Reuters quoted a senior Indian official as saying that the project - that would open a corridor for trade between the three countries while dodging Pakistan - would also eventually undermine Afghanistan’s economic development.
“President Trump’s decision has brought us back to the drawing board and we will have to renegotiate terms and conditions on using Chabahar,” a senior Indian diplomat said. “It is a route that can change the way India-Iran-Afghanistan do business, but for now everything is in a state of uncertainty.”
Launched in 2016, the multimodal Iran-India-Afghanistan corridor allows shipments of cargoes from India to Afghanistan through Iran’s southeastern port of Chabahar.
India is currently developing the port but has already faced problems, Reuters added. It has yet to see significant traffic apart from some containers of donated wheat from India, and the first shipments of Afghan dried fruit to India are not expected before July.
At least three contracts to build infrastructure at the port now have been delayed, with two Chinese companies and a Finnish group left hanging while bankers seek clarity from Washington before approving
guarantees, Reuters quoted a person close to the project as saying.
In addition, Afghan traders, who were hoping for an alternative to Pakistan’s port of Karachi, now find themselves cut off from funding and forced to rely on the traditional hawala money transfer system, which is insufficient on its own to transform an economy.

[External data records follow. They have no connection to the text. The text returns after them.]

//! Frame driver
//!
//! Owns the simulation and its collaborators. The host calls [`Game::frame`]
//! once per animation frame with a monotonic timestamp and keeps scheduling
//! frames for as long as it returns `true`.

use crate::hud::{GameOverSummary, HudSink, HudSnapshot};
use crate::platform::InputState;
use crate::renderer::Renderer;
use crate::sim::{GameEvent, GameState, Simulation};

/// Game instance holding the simulation and its collaborators
pub struct Game<R: Renderer, H: HudSink> {
    sim: Simulation,
    renderer: R,
    hud: H,
    input: InputState,
    /// Clock baseline (ms) of the previous frame
    last_time: Option<f64>,
}

impl<R: Renderer, H: HudSink> Game<R, H> {
    pub fn new(sim: Simulation, renderer: R, hud: H, input: InputState) -> Self {
        Self {
            sim,
            renderer,
            hud,
            input,
            last_time: None,
        }
    }

    pub fn state(&self) -> &GameState {
        self.sim.state()
    }

    pub fn simulation(&self) -> &Simulation {
        &self.sim
    }

    pub fn simulation_mut(&mut self) -> &mut Simulation {
        &mut self.sim
    }

    pub fn renderer_mut(&mut self) -> &mut R {
        &mut self.renderer
    }

    pub fn hud(&self) -> &H {
        &self.hud
    }

    /// Input written by host events
    pub fn input_mut(&mut self) -> &mut InputState {
        &mut self.input
    }

    pub fn is_running(&self) -> bool {
        self.sim.is_running()
    }

    /// Start a round at `now_ms`. Returns false (and changes nothing) while
    /// a round is already running.
    pub fn start(&mut self, now_ms: f64) -> bool {
        if !self.sim.start() {
            return false;
        }
        self.last_time = Some(now_ms);
        self.hud.hide_game_over();
        self.hud.update(&HudSnapshot::from_state(self.sim.state()));
        self.renderer.draw(self.sim.state());
        true
    }

    /// Stop the round; the host must not schedule another frame
    pub fn stop(&mut self) {
        self.sim.stop();
    }

    /// Run one frame. Returns whether the host should schedule the next one.
    pub fn frame(&mut self, now_ms: f64) -> bool {
        if !self.sim.is_running() {
            return false;
        }

        let dt = match self.last_time {
            Some(last) => (now_ms - last).max(0.0),
            None => 0.0,
        };
        self.last_time = Some(now_ms);

        let events = self.sim.update(dt, &self.input);
        for event in &events {
            self.handle_event(event);
        }

        self.renderer.draw(self.sim.state());
        self.hud.update(&HudSnapshot::from_state(self.sim.state()));

        self.sim.is_running()
    }

    fn handle_event(&mut self, event: &GameEvent) {
        match *event {
            GameEvent::ItemSpawned { id, kind } => log::debug!("Spawned {:?} #{}", kind, id),
            GameEvent::ItemCaught { id, kind } => log::debug!("Caught {:?} #{}", kind, id),
            GameEvent::ItemMissed { id, kind } => log::debug!("Missed {:?} #{}", kind, id),
            GameEvent::LifeLost { lives_left } => log::debug!("Life lost, {} left", lives_left),
            GameEvent::TierChanged { tier } => log::debug!("Tier {} reached", tier),
            GameEvent::GameOver { reason, score } => {
                self.hud.show_game_over(&GameOverSummary { score, reason });
            }
        }
    }
}

#[cfg(test)]
mod tests {
    use super::*;
    use crate::Tuning;
    use crate::platform::InputMode;
    use crate::renderer::NullRenderer;
    use crate::sim::GameOverReason;

    #[derive(Default)]
    struct RecordingHud {
        updates: Vec<HudSnapshot>,
        summaries: Vec<GameOverSummary>,
        hidden: usize,
    }

    impl HudSink for RecordingHud {
        fn update(&mut self, hud: &HudSnapshot) {
            self.updates.push(hud.clone());
        }

        fn show_game_over(&mut self, summary: &GameOverSummary) {
            self.summaries.push(summary.clone());
        }

        fn hide_game_over(&mut self) {
            self.hidden += 1;
        }
    }

    #[derive(Default)]
    struct CountingRenderer {
        draws: usize,
    }

    impl Renderer for CountingRenderer {
        fn draw(&mut self, _state: &GameState) {
            self.draws += 1;
        }
    }

    fn game() -> Game<CountingRenderer, RecordingHud> {
        Game::new(
            Simulation::new(Tuning::default(), 3),
            CountingRenderer::default(),
            RecordingHud::default(),
            InputState::new(InputMode::Keyboard),
        )
    }

    #[test]
    fn test_frames_do_nothing_before_start() {
        let mut game = game();
        assert!(!game.frame(100.0));
        assert!(game.hud().updates.is_empty());
        assert_eq!(game.state().ticks, 0);
    }

    #[test]
    fn test_dt_measured_from_start_baseline() {
        let mut game = game();
        assert!(game.start(1_000.0));
        assert!(game.frame(1_016.0));
        assert!(game.frame(1_048.0));
        assert_eq!(game.state().time_remaining_ms, 30_000.0 - 48.0);

        let last = game.hud().updates.last().expect("hud pushed");
        assert_eq!(last.seconds_left, 30);
        assert_eq!(last.difficulty, "Slow");
    }

    #[test]
    fn test_start_while_running_keeps_baseline() {
        let mut game = game();
        game.start(0.0);
        assert!(!game.start(5_000.0));
        game.frame(100.0);
        assert_eq!(game.state().time_remaining_ms, 29_900.0);
    }

    #[test]
    fn test_clock_going_backwards_is_ignored() {
        let mut game = game();
        game.start(500.0);
        game.frame(400.0);
        assert_eq!(game.state().time_remaining_ms, 30_000.0);
    }

    #[test]
    fn test_game_over_reported_once() {
        let mut game = game();
        game.start(0.0);
        assert!(!game.frame(30_000.0));
        assert!(!game.frame(30_016.0));
        assert!(!game.frame(30_032.0));

        assert_eq!(
            game.hud().summaries,
            vec![GameOverSummary {
                score: 0,
                reason: GameOverReason::TimeExpired
            }]
        );
        assert_eq!(game.hud().updates.last().map(|h| h.seconds_left), Some(0));
    }

    #[test]
    fn test_stop_halts_scheduling() {
        let mut game = game();
        game.start(0.0);
        assert!(game.frame(16.0));
        game.stop();
        game.stop();
        assert!(!game.frame(32.0));
        assert!(game.hud().summaries.is_empty());
    }

    #[test]
    fn test_restart_hides_summary_and_redraws() {
        let mut game = game();
        game.start(0.0);
        game.frame(31_000.0);
        let draws = game.renderer_mut().draws;

        assert!(game.start(40_000.0));
        assert_eq!(game.hud().hidden, 2);
        assert_eq!(game.renderer_mut().draws, draws + 1);
        assert_eq!(game.state().lives, 3);
        assert!(game.frame(40_016.0));
    }

    #[test]
    fn test_spawn_frame_is_handled_without_summary() {
        let mut game = game();
        game.start(0.0);
        assert!(game.frame(1_200.0));
        assert_eq!(game.state().items.len(), 1);
        assert!(game.hud().summaries.is_empty());
    }

    #[test]
    fn test_headless_collaborators() {
        let mut game = Game::new(
            Simulation::new(Tuning::default(), 3),
            NullRenderer,
            crate::hud::NullHud,
            InputState::default(),
        );
        game.start(0.0);
        for i in 1..=10 {
            assert!(game.frame(i as f64 * 16.0));
        }
    }
}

Hawala is a trust-based system commonly used in Afghanistan that involves the movement of funds between agents in different countries.
“We know our correspondent banks would not let us pay for imports coming through that port,” said a senior executive at one major Afghan lender.
Chabahar is among a number of projects of transport and energy networks designed to boost Afghanistan’s trade and lay the foundations for a mining industry capable of exploiting its billions of dollars in untapped mineral reserves.
Bypassing the border with Pakistan, which last year was closed for some 50 days over various disputes, Chabahar is seen as a way for Afghanistan to consolidate its relations with India and other regional powers.
“The only way to get India more involved” in Afghanistan’s economic development “is through Chabahar,” said Barnett Rubin, an expert with New York University’s Center for International Cooperation and a former adviser to the State Department and the United Nations. “Our Iran policy is headed for a train wreck with our Afghanistan policy.”